The Sunday Guardian

ISIS ‘caliphate’ on brink of defeat in Syria

- RODI SAID NEAR BAGHOUZ, SYRIA REUTERS

Us-backed fighters in Syria are poised to capture Islamic State’s last, tiny enclave on the Euphrates, the battle commander said on Saturday, bringing its self-declared caliphate to the brink of total defeat.

Jiya Furat said the Syrian Democratic Forces (SDF) had cornered the remaining militants in a neighbourh­ood of Baghouz village near the Iraqi border, under fire from all sides.

“In the coming few days, in a very short time, we will spread the good tidings to the world of the military end of Daesh,” he said, using the Arabic acronym for Islamic State. He was speaking after US President Donald Trump said on Friday there would be “great announceme­nts” about Syria over the next 24 hours.

Trump has sworn to pull US forces from Syria after Islamic State’s territoria­l defeat, raising questions over the fate of Washington’s Kurdish allies and Turkish involvemen­t in northeast Syria. As the SDF advanced under heavy US airstrikes in recent days, a stream of civilians fled the few square miles of hamlets and farmland that remain within Islamic State’s ‘caliphate’, along with defeated jihadists trying to escape unnoticed.

Though Islamic State fighters still hold out in a pocket of central Syria’s remote desert, and have gone undergroun­d as sleeper cells in Iraqi cities, able to launch new attacks, their territoria­l rule is, for now, almost over.

It ends a project launched from the great mediaeval mosque of Mosul in northern Iraq in 2014, when Abu Bakr al-baghdadi seized advantage of regional chaos to proclaim himself caliph, suzerain over all Muslim people and land.

He set up a governing system with courts, a currency and flag that at its height stretched from northwest Syria almost to Baghdad, encompassi­ng some two million inhabitant­s.

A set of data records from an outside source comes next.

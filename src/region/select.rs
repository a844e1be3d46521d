//! Greedy overlap suppression over detector regions.

use log::debug;

use super::mask::mask_iou;
use super::Region;

/// Order in which candidates are offered to the greedy pass.
#[derive(Clone, Copy, Debug, Default, PartialEq, Eq)]
pub enum SelectOrder {
    /// The detector's own output order; earlier regions win overlaps.
    #[default]
    Detector,
    /// Highest score first (stable for equal scores).
    Confidence,
}

/// Options for [`select_regions`].
#[derive(Clone, Copy, Debug, PartialEq)]
pub struct SelectOptions {
    /// A candidate is dropped when its IoU with any kept region is strictly
    /// greater than this value.
    pub iou_threshold: f64,
    pub order: SelectOrder,
}

impl Default for SelectOptions {
    fn default() -> Self {
        Self {
            iou_threshold: 0.5,
            order: SelectOrder::Detector,
        }
    }
}

/// Indices of the regions that survive greedy selection, in keep order.
pub fn select_region_indices(regions: &[Region], opts: &SelectOptions) -> Vec<usize> {
    let mut order: Vec<usize> = (0..regions.len()).collect();
    if opts.order == SelectOrder::Confidence {
        order.sort_by(|&a, &b| regions[b].score.total_cmp(&regions[a].score));
    }

    let mut kept: Vec<usize> = Vec::new();
    for idx in order {
        let candidate = &regions[idx];
        let overlapping = kept.iter().find(|&&k| {
            mask_iou(&candidate.mask, &regions[k].mask) > opts.iou_threshold
        });

        match overlapping {
            Some(&k) => debug!("region {} suppressed by region {}", idx, k),
            None => kept.push(idx),
        }
    }
    kept
}

/// Drops every region that overlaps an already-kept one by more than the
/// threshold. First seen wins under [`SelectOrder::Detector`].
pub fn select_regions(regions: Vec<Region>, opts: &SelectOptions) -> Vec<Region> {
    let keep = select_region_indices(&regions, opts);
    let mut slots: Vec<Option<Region>> = regions.into_iter().map(Some).collect();
    keep.into_iter()
        .filter_map(|idx| slots[idx].take())
        .collect()
}

#[cfg(test)]
mod tests {
    use super::*;
    use crate::geom::BBoxXYXY;
    use crate::region::Mask;

    fn region(x1: u32, y1: u32, x2: u32, y2: u32, score: f64) -> Region {
        Region::new(
            Mask::from_rect(100, 100, x1, y1, x2, y2),
            BBoxXYXY::from_xyxy(x1 as f64, y1 as f64, x2 as f64, y2 as f64),
            score,
        )
    }

    #[test]
    fn empty_input_yields_empty_output() {
        assert!(select_regions(Vec::new(), &SelectOptions::default()).is_empty());
    }

    #[test]
    fn first_seen_wins_over_higher_score() {
        let regions = vec![
            region(0, 0, 10, 10, 0.2),
            region(0, 0, 10, 9, 0.9),
            region(50, 50, 60, 60, 0.5),
        ];
        let kept = select_region_indices(&regions, &SelectOptions::default());
        assert_eq!(kept, vec![0, 2]);
    }

    #[test]
    fn confidence_order_prefers_higher_score() {
        let regions = vec![
            region(0, 0, 10, 10, 0.2),
            region(0, 0, 10, 9, 0.9),
            region(50, 50, 60, 60, 0.5),
        ];
        let opts = SelectOptions {
            order: SelectOrder::Confidence,
            ..Default::default()
        };
        assert_eq!(select_region_indices(&regions, &opts), vec![1, 2]);
    }

    #[test]
    fn overlap_equal_to_threshold_is_kept() {
        // 10x10 and 10x5 inside it: IoU exactly 0.5.
        let regions = vec![region(0, 0, 10, 10, 0.5), region(0, 0, 10, 5, 0.5)];
        let kept = select_regions(regions, &SelectOptions::default());
        assert_eq!(kept.len(), 2);
    }

    #[test]
    fn candidate_checked_against_every_kept_region() {
        let regions = vec![
            region(0, 0, 10, 10, 0.5),
            region(40, 40, 50, 50, 0.5),
            region(40, 40, 50, 49, 0.5),
        ];
        let kept = select_region_indices(&regions, &SelectOptions::default());
        assert_eq!(kept, vec![0, 1]);
    }

    #[test]
    fn selection_is_idempotent() {
        let regions = vec![
            region(0, 0, 20, 20, 0.3),
            region(5, 5, 20, 20, 0.8),
            region(30, 30, 60, 60, 0.6),
            region(35, 30, 60, 60, 0.1),
        ];
        let opts = SelectOptions::default();
        let once = select_regions(regions, &opts);
        let twice = select_regions(once.clone(), &opts);
        assert_eq!(once, twice);
    }
}
//! USDA FoodData Central search client.

use std::time::Duration;

use log::debug;
use serde::Deserialize;
use serde_json::Value;
use url::Url;

use super::{Nutrition, NutritionLookup};
use crate::error::PlatescanError;

const SERVICE: &str = "USDA";

/// Connection settings for [`UsdaClient`].
#[derive(Clone, Debug)]
pub struct UsdaClientConfig {
    pub api_key: String,
    pub base_url: String,
    /// FoodData Central data type filter.
    pub data_type: String,
    pub timeout: Duration,
}

impl Default for UsdaClientConfig {
    fn default() -> Self {
        Self {
            api_key: String::new(),
            base_url: "https://api.nal.usda.gov/fdc/v1".to_string(),
            data_type: "Survey (FNDDS)".to_string(),
            timeout: Duration::from_secs(30),
        }
    }
}

/// Looks up the best-matching food and returns its nutrient table.
pub struct UsdaClient {
    config: UsdaClientConfig,
    agent: ureq::Agent,
}

impl UsdaClient {
    pub fn new(config: UsdaClientConfig) -> Self {
        let agent_config = ureq::Agent::config_builder()
            .timeout_global(Some(config.timeout))
            .build();
        let agent: ureq::Agent = agent_config.into();
        Self { config, agent }
    }

    /// The search URL for `query`, asking for a single result.
    pub fn search_url(&self, query: &str) -> Result<Url, PlatescanError> {
        let mut url = Url::parse(&format!(
            "{}/foods/search",
            self.config.base_url.trim_end_matches('/')
        ))
        .map_err(|source| PlatescanError::InvalidConfig {
            message: format!("invalid USDA base URL: {source}"),
        })?;

        url.query_pairs_mut()
            .append_pair("query", query)
            .append_pair("pageSize", "1")
            .append_pair("dataType", &self.config.data_type)
            .append_pair("api_key", &self.config.api_key);
        Ok(url)
    }
}

impl NutritionLookup for UsdaClient {
    fn lookup(&self, food: &str) -> Result<Option<Nutrition>, PlatescanError> {
        let url = self.search_url(food)?;
        debug!("USDA search for '{}'", food);

        let mut response = self
            .agent
            .get(url.as_str())
            .call()
            .map_err(|source| PlatescanError::Http {
                service: SERVICE,
                message: source.to_string(),
            })?;
        let body: Value =
            response
                .body_mut()
                .read_json()
                .map_err(|source| PlatescanError::ApiResponse {
                    service: SERVICE,
                    message: source.to_string(),
                })?;

        parse_search_response(&body)
    }
}

#[derive(Deserialize)]
struct SearchResponse {
    foods: Vec<SearchFood>,
}

#[derive(Deserialize)]
struct SearchFood {
    #[serde(default, rename = "foodNutrients")]
    food_nutrients: Vec<FoodNutrient>,
}

#[derive(Deserialize)]
struct FoodNutrient {
    #[serde(rename = "nutrientName")]
    nutrient_name: String,
    #[serde(default)]
    value: Option<f64>,
}

/// Extracts the first food's nutrients from a search response.
///
/// An empty `foods` list is `Ok(None)`; a body without `foods` is an error.
pub fn parse_search_response(body: &Value) -> Result<Option<Nutrition>, PlatescanError> {
    let response = SearchResponse::deserialize(body).map_err(|source| {
        PlatescanError::ApiResponse {
            service: SERVICE,
            message: source.to_string(),
        }
    })?;

    Ok(response.foods.into_iter().next().map(|food| {
        food.food_nutrients
            .into_iter()
            .filter_map(|n| n.value.map(|v| (n.nutrient_name, v)))
            .collect()
    }))
}
//! Geometry shared by the detector input and the extractor.
//!
//! Boxes are always XYXY. The coordinate space is carried in the type so a
//! normalized detector box cannot be used to crop pixels without first being
//! scaled to the source image:
//!
//! ```
//! use platescan::geom::{BBoxXYXY, Normalized};
//!
//! let fractional: BBoxXYXY<Normalized> = BBoxXYXY::from_xyxy(0.1, 0.1, 0.5, 0.5);
//! let rect = fractional.to_pixel(640, 480).crop_rect(640, 480);
//! assert_eq!((rect.width, rect.height), (256, 192));
//! ```

mod bbox;
mod coord;
mod space;

pub use bbox::{BBoxXYXY, CropRect};
pub use coord::Coord;
pub use space::{Normalized, Pixel, Space};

But its reign of terror over minorities and other perceived enemies, marked by massacres, sexual slavery and the beheading of hostages, drew a forceful internatio­nal military response that pushed it steadily back from 2015.

Most of the fighters left in Baghouz are foreigners, the SDF has said, among the thousands drawn by Baghdadi’s promise of a new jihadist utopia straddling the Iraqi-syrian border and expunging national borders.

All that remains, said Furat, is an encircled pocket some 700 metres square. “Thousands of civilians are still trapped there as human shields,” he said.